We further investigate why there are still some samples in dataset2 that can not be detected by the RF classifier with combined features. It’s interesting to find that some of these undetected samples can be detected by RF classifier with feature selection F1-F14 or F15 alone. A schematic diagram has been included to illustrate sample detection using the RF classifier on Dataset2 (see Figure 8). The samples successfully detected by the corresponding classifier are represented by the points inside of the circle, while the points outside the circle depict the undetected samples. It is apparent that each classifier can identify part of samples. We believe that the combination of features may weak some critical characteristics which seem obvious and easy to learn from the only one type of features. These features are subsequently placed at lower level nodes in many of the decision trees within the random forest. This may change the classification results for some samples that are correctly classified in a single type of feature.

Based on the above experiments and analyses, we can enhance our detection ability by integrating multiple classifiers. Table 11 illustrates the precision of Dataset2 with different ensemble of classifiers. If we combine the RF classifier with F15 and the RF classifier with F1-F15, the precision would be 0.969. When we join all three RF classifiers to detect samples on Dataset2, we can achieve a precision of 0.980. By the way, most of the samples that have not yet been detected are malicious macros based on P-Code, which is out of the scope in this paper. It should be noted that this basic ensemble may result in increased false positives. Table 6 shows that the classifier with F1-F14 consistently has a higher rate of false positives comparing with other classifiers. Therefore, it depends by specific scenarios when selecting ensemble learning models and combining these classifiers.

6. Discussion and Conclusion

In this paper, we propose a novel approach to improve the detection of malicious macros by combining obfuscation features and suspicious keywords. We extract 78 obfuscation features and 46 suspicious keywords. Then we conduct experiments on two datasets. Dataset1 consists of 2939 benign samples and 13734 malicious samples, while Dataset2 contains 2885 new samples that has been reported after the publication date of Dataset1. The initial experiment conducted on Dataset1 indicates that the highest performing classifier is RF with combined features, obtaining an F1-score of 0.997. When utilizing the model trained on Dataset1 to identify forthcoming samples on Dataset2, the precision of RF classifier with suspicious keywords declines significantly from 0.996 to 0.856. In contrast, the RF classifier with combined features is capable of detecting 95.3% of malicious samples, demonstrating that the combined features can sustain model robustness with high detection rate.
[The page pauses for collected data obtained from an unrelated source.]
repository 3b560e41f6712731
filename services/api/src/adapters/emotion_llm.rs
//! services/api/src/adapters/emotion_llm.rs
//!
//! This module contains the adapter for the emotion-classifying LLM.
//! It implements the `EmotionClassifierService` port from the `core` crate.

use async_openai::{
    config::OpenAIConfig,
    error::OpenAIError,
    types::chat::{
        ChatCompletionRequestMessage, ChatCompletionRequestSystemMessageArgs,
        ChatCompletionRequestUserMessageArgs, CreateChatCompletionRequestArgs,
    },
    Client,
};
use async_trait::async_trait;
use drift_core::{
    domain::{BehavioralData, EmotionScores},
    ports::{EmotionAnalysis, EmotionClassifierService, PortError, PortResult},
};
use serde::Deserialize;

use super::parse_model_json;

const SYSTEM_INSTRUCTIONS: &str = r#"You analyze private journal entries for emotional content and writing behavior.
Respond with ONLY a JSON object, no prose and no code fences, with exactly these numeric fields:
{"joy": 0-1, "sadness": 0-1, "anger": 0-1, "fear": 0-1, "calm": 0-1, "surprise": 0-1,
 "intensity": 0-1, "confidence": 0-100, "behaviorConfidence": 0-100}"#;

const USER_INPUT_TEMPLATE: &str = r#"Analyze the following journal entry for emotional content and behavior.

User Behavior Signals:
- Typing Speed: {typing_speed} chars/sec
- Time Spent: {time_spent} seconds
- Text Length: {text_length} chars

Entry Text: "{text}"

Instructions:
1. Provide emotional scores (0-1) for: joy, sadness, anger, fear, calm, surprise.
2. Provide an overall emotional intensity score (0-1).
3. Provide a base confidence score (0-100) based purely on text clarity.
4. Provide an 'enhanced' behaviorConfidence score (0-100). Slower typing or longer time spent on short text might indicate hesitation or deep reflection, increasing confidence in complex emotions. High speed might indicate raw, impulsive emotion."#;

/// The model's answer. Every field is required; a missing one makes the response malformed.
#[derive(Debug, Deserialize)]
#[serde(rename_all = "camelCase")]
struct EmotionPayload {
    joy: f64,
    sadness: f64,
    anger: f64,
    fear: f64,
    calm: f64,
    surprise: f64,
    intensity: f64,
    confidence: f64,
    behavior_confidence: f64,
}

impl EmotionPayload {
    fn to_domain(self) -> EmotionAnalysis {
        EmotionAnalysis {
            scores: EmotionScores {
                joy: self.joy,
                sadness: self.sadness,
                anger: self.anger,
                fear: self.fear,
                calm: self.calm,
                surprise: self.surprise,
            },
            intensity: self.intensity,
            confidence: self.confidence,
            behavior_confidence: self.behavior_confidence,
        }
    }
}

pub(crate) fn render_prompt(text: &str, behavior: &BehavioralData) -> String {
    USER_INPUT_TEMPLATE
        .replace("{typing_speed}", &format!("{:.2}", behavior.typing_speed))
        .replace("{time_spent}", &format!("{:.1}", behavior.time_spent))
        .replace("{text_length}", &behavior.text_length.to_string())
        .replace("{text}", text)
}

pub(crate) fn parse_emotion_response(content: &str) -> PortResult<EmotionAnalysis> {
    parse_model_json::<EmotionPayload>(content).map(EmotionPayload::to_domain)
}

//=========================================================================================
// The Main Adapter Struct
//=========================================================================================

/// An adapter that implements `EmotionClassifierService` using an OpenAI-compatible LLM.
#[derive(Clone)]
pub struct OpenAiEmotionAdapter {
    client: Client<OpenAIConfig>,
    model: String,
}

impl OpenAiEmotionAdapter {
    /// Creates a new `OpenAiEmotionAdapter`.
    pub fn new(client: Client<OpenAIConfig>, model: String) -> Self {
        Self { client, model }
    }
}

//=========================================================================================
// `EmotionClassifierService` Trait Implementation
//=========================================================================================

#[async_trait]
impl EmotionClassifierService for OpenAiEmotionAdapter {
    async fn analyze_emotion(
        &self,
        text: &str,
        behavior: &BehavioralData,
    ) -> PortResult<EmotionAnalysis> {
        let messages: Vec<ChatCompletionRequestMessage> = vec![
            ChatCompletionRequestSystemMessageArgs::default()
                .content(SYSTEM_INSTRUCTIONS)
                .build()
                .map_err(|e| PortError::Unexpected(e.to_string()))?
                .into(),
            ChatCompletionRequestUserMessageArgs::default()
                .content(render_prompt(text, behavior))
                .build()
                .map_err(|e| PortError::Unexpected(e.to_string()))?
                .into(),
        ];

        let request = CreateChatCompletionRequestArgs::default()
            .model(&self.model)
            .messages(messages)
            .temperature(0.2)
            .n(1)
            .build()
            .map_err(|e| PortError::Unexpected(e.to_string()))?;

        let response = self
            .client
            .chat()
            .create(request)
            .await
            .map_err(|e: OpenAIError| PortError::Unexpected(e.to_string()))?;

        let content = response
            .choices
            .into_iter()
            .next()
            .and_then(|choice| choice.message.content)
            .ok_or_else(|| {
                PortError::Malformed("Emotion LLM response contained no text content.".to_string())
            })?;

        parse_emotion_response(&content)
    }
}
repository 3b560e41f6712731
//! crates/drift_core/src/ports.rs
//!
//! Defines the service contracts (traits) for the journal's core logic.
//! These traits form the boundary of the hexagonal architecture, allowing the core
//! to stay independent of the concrete key-value store and LLM provider.

use async_trait::async_trait;
use serde::{Deserialize, Serialize};
use std::collections::HashMap;
use tokio::sync::RwLock;

use crate::domain::{BehavioralData, EmotionScores, JournalEntry};

//=========================================================================================
// Generic Port Error and Result Types
//=========================================================================================

/// A generic error type for all port operations.
/// This abstracts away the specific errors from external services (e.g., filesystem, network).
#[derive(Debug, thiserror::Error)]
pub enum PortError {
    #[error("Item not found: {0}")]
    NotFound(String),
    #[error("Malformed response: {0}")]
    Malformed(String),
    #[error("An unexpected error occurred: {0}")]
    Unexpected(String),
}

/// A convenience type alias for `Result<T, PortError>`.
pub type PortResult<T> = Result<T, PortError>;

//=========================================================================================
// Port Payloads
//=========================================================================================

/// Structured output of the emotion classifier.
#[derive(Debug, Clone, Copy, PartialEq, Default, Serialize, Deserialize)]
#[serde(rename_all = "camelCase")]
pub struct EmotionAnalysis {
    pub scores: EmotionScores,
    /// Raw intensity in [0, 1]; scaled to 0-10 when the entry is built.
    pub intensity: f64,
    /// 0-100, based on text clarity alone.
    pub confidence: f64,
    /// 0-100, enhanced by behavioral signals.
    pub behavior_confidence: f64,
}

impl EmotionAnalysis {
    pub fn zeroed() -> Self {
        Self::default()
    }
}

/// What the insight generator is given: a window of recent entries plus the
/// locally computed metrics.
#[derive(Debug, Clone, PartialEq)]
pub struct InsightRequest {
    /// Newest first, at most ten.
    pub entries: Vec<JournalEntry>,
    pub stability: f64,
    pub positivity: f64,
}

/// The narrative part of an insight, as produced by the external generator.
#[derive(Debug, Clone, PartialEq, Serialize, Deserialize)]
#[serde(rename_all = "camelCase")]
pub struct InsightNarrative {
    pub summary: String,
    pub trends: Vec<String>,
    pub tips: Vec<String>,
    pub drift_prediction: String,
}

//=========================================================================================
// Service Ports (Traits)
//=========================================================================================

/// A generic string key-value store (browser local storage, a directory, memory).
#[async_trait]
pub trait KeyValueStore: Send + Sync {
    async fn get(&self, key: &str) -> PortResult<Option<String>>;

    async fn set(&self, key: &str, value: &str) -> PortResult<()>;

    /// Removing an absent key is not an error.
    async fn remove(&self, key: &str) -> PortResult<()>;
}

#[async_trait]
pub trait EmotionClassifierService: Send + Sync {
    /// Scores an entry's text for the six emotions, intensity and confidence.
    async fn analyze_emotion(
        &self,
        text: &str,
        behavior: &BehavioralData,
    ) -> PortResult<EmotionAnalysis>;
}

#[async_trait]
pub trait InsightGenerationService: Send + Sync {
    /// Produces a summary, trends, tips and a drift prediction for recent entries.
    async fn generate_insights(&self, request: &InsightRequest) -> PortResult<InsightNarrative>;
}

//=========================================================================================
// In-Memory Store
//=========================================================================================

/// A process-local `KeyValueStore`. Never fails.
#[derive(Debug, Default)]
pub struct MemoryStore {
    values: RwLock<HashMap<String, String>>,
}

impl MemoryStore {
    pub fn new() -> Self {
        Self::default()
    }
}

#[async_trait]
impl KeyValueStore for MemoryStore {
    async fn get(&self, key: &str) -> PortResult<Option<String>> {
        Ok(self.values.read().await.get(key).cloned())
    }

    async fn set(&self, key: &str, value: &str) -> PortResult<()> {
        self.values
            .write()
            .await
            .insert(key.to_string(), value.to_string());
        Ok(())
    }

    async fn remove(&self, key: &str) -> PortResult<()> {
        self.values.write().await.remove(key);
        Ok(())
    }
}

#[async_trait]
impl<T: KeyValueStore + ?Sized> KeyValueStore for std::sync::Arc<T> {
    async fn get(&self, key: &str) -> PortResult<Option<String>> {
        (**self).get(key).await
    }

    async fn set(&self, key: &str, value: &str) -> PortResult<()> {
        (**self).set(key, value).await
    }

    async fn remove(&self, key: &str) -> PortResult<()> {
        (**self).remove(key).await
    }
}

#[cfg(test)]
mod tests {
    use super::*;

    #[tokio::test]
    async fn memory_store_get_set_remove() {
        let store = MemoryStore::new();
        assert_eq!(store.get("k").await.unwrap(), None);
        store.set("k", "v").await.unwrap();
        assert_eq!(store.get("k").await.unwrap().as_deref(), Some("v"));
        store.remove("k").await.unwrap();
        store.remove("k").await.unwrap();
        assert_eq!(store.get("k").await.unwrap(), None);
    }
}
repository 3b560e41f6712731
pub mod adapters;
pub mod config;
pub mod error;
pub mod web;
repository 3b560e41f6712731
//! crates/drift_core/src/store.rs
//!
//! The journal's persistence layer: entries, the user profile and the theme,
//! each stored as a JSON blob under a fixed key of a `KeyValueStore`.
//!
//! Reads never fail. A missing key, a store error or an unparsable blob all
//! read as "absent" and yield the empty or default value.

use chrono::{DateTime, Utc};
use serde::de::DeserializeOwned;
use tracing::{info, warn};

use crate::domain::{EntryLog, JournalEntry, Theme, User};
use crate::ports::{KeyValueStore, PortError, PortResult};

pub const ENTRIES_KEY: &str = "ed_entries";
pub const USER_KEY: &str = "ed_user";
pub const THEME_KEY: &str = "ed_theme";

const MILLIS_PER_DAY: i64 = 24 * 60 * 60 * 1000;

/// Whole days between two instants, rounded up. Order does not matter.
pub fn days_between(a: DateTime<Utc>, b: DateTime<Utc>) -> i64 {
    let millis = (a - b).num_milliseconds().abs();
    (millis + MILLIS_PER_DAY - 1) / MILLIS_PER_DAY
}

/// Persistence for a single local user. Single-writer; no locking is done here.
pub struct JournalStore<S> {
    kv: S,
}

impl<S: KeyValueStore> JournalStore<S> {
    pub fn new(kv: S) -> Self {
        Self { kv }
    }

    async fn read_json<T: DeserializeOwned>(&self, key: &str) -> Option<T> {
        let raw = match self.kv.get(key).await {
            Ok(raw) => raw?,
            Err(e) => {
                warn!(key, error = %e, "Storage read failed; treating as absent");
                return None;
            }
        };
        match serde_json::from_str(&raw) {
            Ok(value) => Some(value),
            Err(e) => {
                warn!(key, error = %e, "Stored value is not valid JSON; treating as absent");
                None
            }
        }
    }

    async fn write_json<T: serde::Serialize>(&self, key: &str, value: &T) -> PortResult<()> {
        let raw = serde_json::to_string(value).map_err(|e| PortError::Unexpected(e.to_string()))?;
        self.kv.set(key, &raw).await
    }

    // --- Entries ---

    /// All entries, newest first. Empty when nothing is stored.
    pub async fn get_entries(&self) -> EntryLog {
        self.read_json(ENTRIES_KEY).await.unwrap_or_default()
    }

    /// Prepends `entry`, persists the collection, then updates the streak.
    /// Duplicate ids are not checked.
    pub async fn save_entry(&self, entry: JournalEntry) -> PortResult<()> {
        let mut entries = self.get_entries().await;
        entries.prepend(entry);
        self.write_json(ENTRIES_KEY, &entries).await?;
        self.update_streak().await
    }

    // --- User ---

    /// The stored profile, or a freshly persisted default one.
    pub async fn get_user(&self) -> PortResult<User> {
        if let Some(user) = self.read_json(USER_KEY).await {
            return Ok(user);
        }
        let user = User::default();
        self.save_user(&user).await?;
        Ok(user)
    }

    pub async fn save_user(&self, user: &User) -> PortResult<()> {
        self.write_json(USER_KEY, user).await
    }

    pub async fn update_streak(&self) -> PortResult<()> {
        self.update_streak_at(Utc::now()).await
    }

    /// Advances or resets the streak relative to the newest entry, as seen at `now`.
    /// A gap of at most one (rounded-up) day increments; anything longer resets to 1.
    pub async fn update_streak_at(&self, now: DateTime<Utc>) -> PortResult<()> {
        let entries = self.get_entries().await;
        let Some(newest) = entries.newest() else {
            return Ok(());
        };
        let mut user = self.get_user().await?;

        if days_between(now, newest.timestamp) <= 1 {
            user.streak += 1;
        } else {
            user.streak = 1;
        }
        user.last_entry_date = Some(newest.timestamp);
        self.save_user(&user).await
    }

    // --- Theme ---

    pub async fn get_theme(&self) -> Theme {
        match self.kv.get(THEME_KEY).await {
            Ok(Some(raw)) => Theme::parse(raw.trim()).unwrap_or_default(),
            Ok(None) => Theme::default(),
            Err(e) => {
                warn!(error = %e, "Theme read failed; using default");
                Theme::default()
            }
        }
    }

    pub async fn save_theme(&self, theme: Theme) -> PortResult<()> {
        self.kv.set(THEME_KEY, theme.as_str()).await
    }

    pub async fn toggle_theme(&self) -> PortResult<Theme> {
        let theme = self.get_theme().await.toggled();
        self.save_theme(theme).await?;
        Ok(theme)
    }

    // --- Purge ---

    /// Irreversibly deletes all entries and the user profile. The theme survives.
    pub async fn clear_data(&self) -> PortResult<()> {
        self.kv.remove(ENTRIES_KEY).await?;
        self.kv.remove(USER_KEY).await?;
        info!("Journal data cleared.");
        Ok(())
    }
}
The top 20 prominent features show that both obfuscated features and suspicious keywords play an important role in detecting malicious macros.

We analyze both obfuscation features and suspicious keywords to identify malicious macros, assuming that malicious macros are always obfuscated and specified functions or strings are integral. This enables our model to identify malicious samples using keywords that were previously unknown to the community. If these new keywords can be identified by experts from the samples and subsequently used to retrain the model with additional features and samples, similar to the approach taken in [14], the model will maintain a greater level of robustness. However, this does not mean that attackers cannot bypass our model. At the moment, our obfuscation features do not cover embedding obfuscation because it is challenging to differentiate between benign macros and malicious macros. If an attacker combine embedding obfuscation and newly discovered attack techniques, it is highly possible that our classifier would be bypassed. This issue remains for our future work.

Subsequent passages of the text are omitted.